David Thompson’s love letter to Bangkok street food remains an essential Thai dining – and drinking – experience.
More is more at this spirited restaurant and bar in the basement of the city’s historic State Buildings precinct. The walls both indoors and out are adorned with more street art than your average Thai establishment. The cheery staff patrolling the sprawling dining room get in more steps per service than most waiters. And the fast-moving kitchen injects more spice, fire and smoke into its cooking than you might have thought possible. Best of all, the more people at your table, the more of the menu you can take for a spin.
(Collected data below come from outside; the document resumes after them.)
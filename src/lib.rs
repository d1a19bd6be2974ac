//! Warden: Self-Healing Infrastructure Controller
//!
//! Keeps a small web service alive and its credentials fresh.
//!
//! ## Architecture
//!
//! - **Health Monitor**: concurrent sweeps over HTTP/TCP/custom/system targets
//! - **Token Rotation Manager**: scheduled and on-demand secret rotation with
//!   bounded per-secret backups
//! - **Recovery Orchestrator**: seven-step disaster recovery onto fresh domains
//! - **Security Manager**: the control loop tying the three together, with
//!   alerts fanned out through the **Alert Sink**
//!
//! Every side effect goes through an injected capability in `collaborators`.

pub mod alerts;
pub mod collaborators;
pub mod config;
pub mod manager;
pub mod monitor;
pub mod recovery;
pub mod rotation;
pub mod storage;
pub mod types;

// Re-export configuration
pub use config::WardenConfig;

// Re-export shared types
pub use types::{AlertKind, SecurityAlert, Severity, SystemStatus};

// Re-export components
pub use alerts::AlertSink;
pub use manager::{Collaborators, ManagerError, SecurityManager};
pub use monitor::{HealthMonitor, HealthSnapshot, MonitoredTarget, TargetKind, TargetStatus};
pub use recovery::{RecoveryError, RecoveryOrchestrator, RecoveryRun, RecoveryStatus};
pub use rotation::{RotationError, RotationRecord, TokenRotationManager};

// Re-export storage
pub use storage::{InMemoryStore, SledStateStore, StateStore};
Glossy tubes of silky eggplant stir-fried with minced pork and prawns proves high-volume cooking doesn’t have to mean slapdash cooking, while the whole five-spice-braised pork hock is the stuff of group dining dreams.
While favourites such as the Chiang Mai larp (spicy!), som dtum (vibrant!) and Thai coffee ice-cream (cooling!) aren’t going anywhere, they’re joined by newcomers that mainline the immediacy of Bangkok street food. Grilled squid gorlae is charry, salty and sweet in all the appropriate places, just as a crisp salad of banana blossom and prawns nails the herbal-hot-spicy trifecta.
Glossy tubes of silky eggplant stir-fried with minced pork and prawns proves high-volume cooking doesn’t have to mean slapdash cooking, while the whole five-spice-braised pork hock is the stuff of group dining dreams. Now factor in a bar teeming with spice-friendly cocktails, wines and beers and it’s little wonder this party continues to pump. More, please.